8 facts about Medicaid

Amanda Waldron

Medicaid, the federal-state government program that provides health insurance to nearly 75 million low-income and disabled Americans, was at the center of Senate efforts to pass health care legislation last week.

While Senate Republicans, who hold a 52-seat majority, appear to be tabling health care to move on to other priorities, such as tax reform, they will almost certainly return to what has been one of their party’s central tenants for several years: repealing and replacing the Affordable Care Act.

Whether or not Senate Republicans bring up the defeated measures again, Medicaid will, for many of the reasons outlined below, continue to be a fundamental and sometimes divisive issue in congressional battles over health care.

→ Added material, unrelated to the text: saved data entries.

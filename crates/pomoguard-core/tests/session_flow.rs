//! Integration tests for the session controller.
//!
//! Drives whole sessions through alarm firings, against both the in-memory
//! store and an on-disk SQLite database.

use std::sync::Arc;
use std::time::Duration;

use pomoguard_core::enforce::SimulatedBrowser;
use pomoguard_core::storage::records;
use pomoguard_core::timer::{AlarmSlot, ManualClock, MemoryAlarms, PHASE_ALARM};
use pomoguard_core::{
    BreakPage, Database, MemoryStore, NoBrowser, Phase, PomodoroConfig, RetryPolicy,
    SessionController, StrictBreakKernel,
};
use proptest::prelude::*;

fn kernel<B>(browser: B, clock: Arc<ManualClock>) -> StrictBreakKernel<B>
where
    B: pomoguard_core::BrowserSurface,
{
    StrictBreakKernel::new(
        browser,
        BreakPage::new("chrome-extension://ext/", "tabs/break.html"),
        RetryPolicy {
            max_attempts: 3,
            base_delay: Duration::from_millis(1),
        },
        clock,
    )
}

fn runtime() -> tokio::runtime::Runtime {
    tokio::runtime::Builder::new_current_thread()
        .enable_time()
        .build()
        .unwrap()
}

/// Complete `focus_sessions` focus phases by firing the alarm at each end
/// time and return the break phases that followed them.
fn run_cycles(config: PomodoroConfig, focus_sessions: u32) -> Vec<Phase> {
    let clock = Arc::new(ManualClock::new(0));
    let store = MemoryStore::new();
    let alarms = MemoryAlarms::new();
    let ctl = SessionController::new(&store, &alarms, kernel(NoBrowser, clock.clone()), clock.clone());
    ctl.init(&config).unwrap();

    runtime().block_on(async {
        ctl.start_phase(Phase::Focus).await.unwrap();
        let mut breaks = Vec::new();
        while breaks.len() < focus_sessions as usize {
            let when = ctl.scheduler().next_fire_at().unwrap().unwrap();
            clock.set(when);
            ctl.fire_due_alarms().await.unwrap();
            let state = ctl.state().unwrap();
            if state.phase.is_break() {
                breaks.push(state.phase);
            }
        }
        breaks
    })
}

proptest! {
    #![proptest_config(ProptestConfig::with_cases(24))]

    #[test]
    fn every_nth_break_is_long(long_every in 2u32..=6, focus in 1u32..=60, short in 1u32..=15, long in 1u32..=30) {
        let config = PomodoroConfig {
            focus_min: focus as f64,
            short_min: short as f64,
            long_min: long as f64,
            long_every,
            ..PomodoroConfig::default()
        };
        let breaks = run_cycles(config, 4 * long_every);
        prop_assert_eq!(breaks.len() as u32, 4 * long_every);
        for (i, phase) in breaks.iter().enumerate() {
            let nth = i as u32 + 1;
            let expected = if nth % long_every == 0 { Phase::Long } else { Phase::Short };
            prop_assert_eq!(*phase, expected, "break #{}", nth);
        }
    }

    #[test]
    fn pause_accumulates_monotonically(pauses in prop::collection::vec((1i64..60_000, 1i64..60_000), 1..8)) {
        let clock = Arc::new(ManualClock::new(0));
        let store = MemoryStore::new();
        let alarms = MemoryAlarms::new();
        let ctl = SessionController::new(&store, &alarms, kernel(NoBrowser, clock.clone()), clock.clone());
        ctl.init(&PomodoroConfig::default()).unwrap();

        runtime().block_on(async {
            ctl.start_phase(Phase::Focus).await.unwrap();
            let mut expected_end = ctl.state().unwrap().ends_at.unwrap();
            let mut last_accum = 0;
            for (run, pause) in &pauses {
                clock.advance(*run);
                ctl.pause_timer().unwrap();
                clock.advance(*pause);
                ctl.resume_timer().unwrap();
                expected_end += pause;

                let state = ctl.state().unwrap();
                prop_assert_eq!(state.ends_at, Some(expected_end));
                prop_assert!(state.pause_accum_ms > last_accum);
                last_accum = state.pause_accum_ms;
                prop_assert_eq!(alarms.get(PHASE_ALARM).unwrap().map(|a| a.when), Some(expected_end));
            }
            Ok(())
        })?;
    }
}

#[test]
fn zero_length_phases_do_not_loop() {
    let config = PomodoroConfig {
        focus_min: 0.0,
        short_min: 0.0,
        long_min: 0.0,
        ..PomodoroConfig::default()
    };
    let clock = Arc::new(ManualClock::new(0));
    let store = MemoryStore::new();
    let alarms = MemoryAlarms::new();
    let ctl = SessionController::new(&store, &alarms, kernel(NoBrowser, clock.clone()), clock.clone());
    ctl.init(&config).unwrap();

    runtime().block_on(async {
        ctl.start_phase(Phase::Focus).await.unwrap();
        ctl.skip_phase().await.unwrap();
    });

    let state = ctl.state().unwrap();
    assert!(state.running);
    assert_eq!(state.ends_at, None);
    assert!(alarms.all().unwrap().is_empty());
}

#[test]
fn session_survives_database_reopen() {
    let dir = tempfile::tempdir().unwrap();
    let path = dir.path().join("pomoguard.db");
    let clock = Arc::new(ManualClock::new(1_000));

    {
        let db = Database::open_at(&path).unwrap();
        let ctl = SessionController::new(&db, &db, kernel(NoBrowser, clock.clone()), clock.clone());
        ctl.init(&PomodoroConfig::default()).unwrap();
        runtime().block_on(async {
            ctl.start_phase(Phase::Focus).await.unwrap();
        });
    }

    let db = Database::open_at(&path).unwrap();
    assert_eq!(
        db.get(PHASE_ALARM).unwrap().map(|a| a.when),
        Some(1_000 + 1_500_000)
    );
    let ctl = SessionController::new(&db, &db, kernel(NoBrowser, clock.clone()), clock.clone());
    let state = ctl.init(&PomodoroConfig::default()).unwrap();
    assert_eq!(state.phase, Phase::Focus);

    clock.set(1_501_000);
    let events = runtime().block_on(ctl.fire_due_alarms()).unwrap();
    assert_eq!(events.len(), 1);

    let state = ctl.state().unwrap();
    assert_eq!(state.phase, Phase::Short);
    assert_eq!(state.cycle_count, 1);

    let history = records::load_history(&db).unwrap();
    assert_eq!(history.len(), 1);
    assert_eq!(history[0].duration_ms, 1_500_000);
    assert!(history[0].queue_id.is_some());
}

#[test]
fn strict_break_over_whole_cycle() {
    let config = PomodoroConfig {
        strict_mode: true,
        long_every: 2,
        ..PomodoroConfig::default()
    };
    let clock = Arc::new(ManualClock::new(0));
    let store = MemoryStore::new();
    let alarms = MemoryAlarms::new();
    let browser = Arc::new(SimulatedBrowser::new());
    browser.open_tab(1, "https://docs.example", true);
    browser.open_tab(2, "https://mail.example", true);
    let ctl = SessionController::new(
        &store,
        &alarms,
        kernel(Arc::clone(&browser), clock.clone()),
        clock.clone(),
    );
    ctl.init(&config).unwrap();

    let break_url = "chrome-extension://ext/tabs/break.html";
    let on_break_page = |window| {
        browser
            .active_tab(window)
            .and_then(|t| t.url)
            .is_some_and(|u| u == break_url)
    };

    runtime().block_on(async {
        ctl.start_phase(Phase::Focus).await.unwrap();
        assert!(!on_break_page(1));

        clock.set(1_500_000);
        ctl.fire_due_alarms().await.unwrap();
        assert!(on_break_page(1));
        assert!(on_break_page(2));

        clock.set(1_800_000);
        ctl.fire_due_alarms().await.unwrap();
        assert_eq!(ctl.state().unwrap().phase, Phase::Focus);
        assert!(!on_break_page(1));
        assert!(!on_break_page(2));
        assert!(browser
            .tabs()
            .iter()
            .all(|t| t.url.as_deref() != Some(break_url)));

        clock.set(3_300_000);
        ctl.fire_due_alarms().await.unwrap();
        assert_eq!(ctl.state().unwrap().phase, Phase::Long);
        assert!(on_break_page(1));

        ctl.stop_all().await.unwrap();
        assert!(!on_break_page(1));
    });

    assert_eq!(
        records::break_last_forced_at(&store).unwrap(),
        Some(3_300_000)
    );
}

Here are several things to know about the program:

Who is covered by Medicaid?

Medicaid covers primarily single parents, children, people with disabilities, low-income seniors, low-income pregnant women, and other low-income adults. (Medicaid is often wrongly confused with Medicare, the entitlement program which mostly covers Americans over the age of 65, and which is funded through wage deductions.)

Children make up over 40 percent of all Medicaid recipients, not including those enrolled in the Children’s Health Insurance Program, which serves uninsured children in families with incomes too high to qualify for Medicaid.

Medicaid can offer societal benefits

Studies show that access to Medicaid early in life increases overall health outcomes later in life, including reduced adult mortality and disability rates, and improved economic welfare, such as higher income and more taxes paid.

Having access to Medicaid as a child can also improve educational achievement. Children who had access to Medicaid demonstrated improved scores in 4th and 8th grade reading compared to those who did not have access.

Many states expanded Medicaid under the Affordable Care Act. The ones that did not suffered from a “coverage gap”

A central provision of the Affordable Care Act is the national expansion of Medicaid coverage to Americans earning less than 138 percent of the federal poverty level. A Supreme Court decision in 2012, however, ruled that states had the option to refuse to participate in the Medicaid expansion. Currently, 31 states plus the District of Columbia have expanded Medicaid.

In 2015, Jeremy Barofsky, a Brookings nonresident senior fellow, found that among the states that had not expanded Medicaid, there was a substantial gap in coverage for those with incomes too high to qualify for Medicaid, but too low to obtain federal premium subsidies on insurance exchanges. This created a counterintuitive situation in which the poorest were denied coverage while those with slightly higher incomes could receive premium subsidies to buy health insurance.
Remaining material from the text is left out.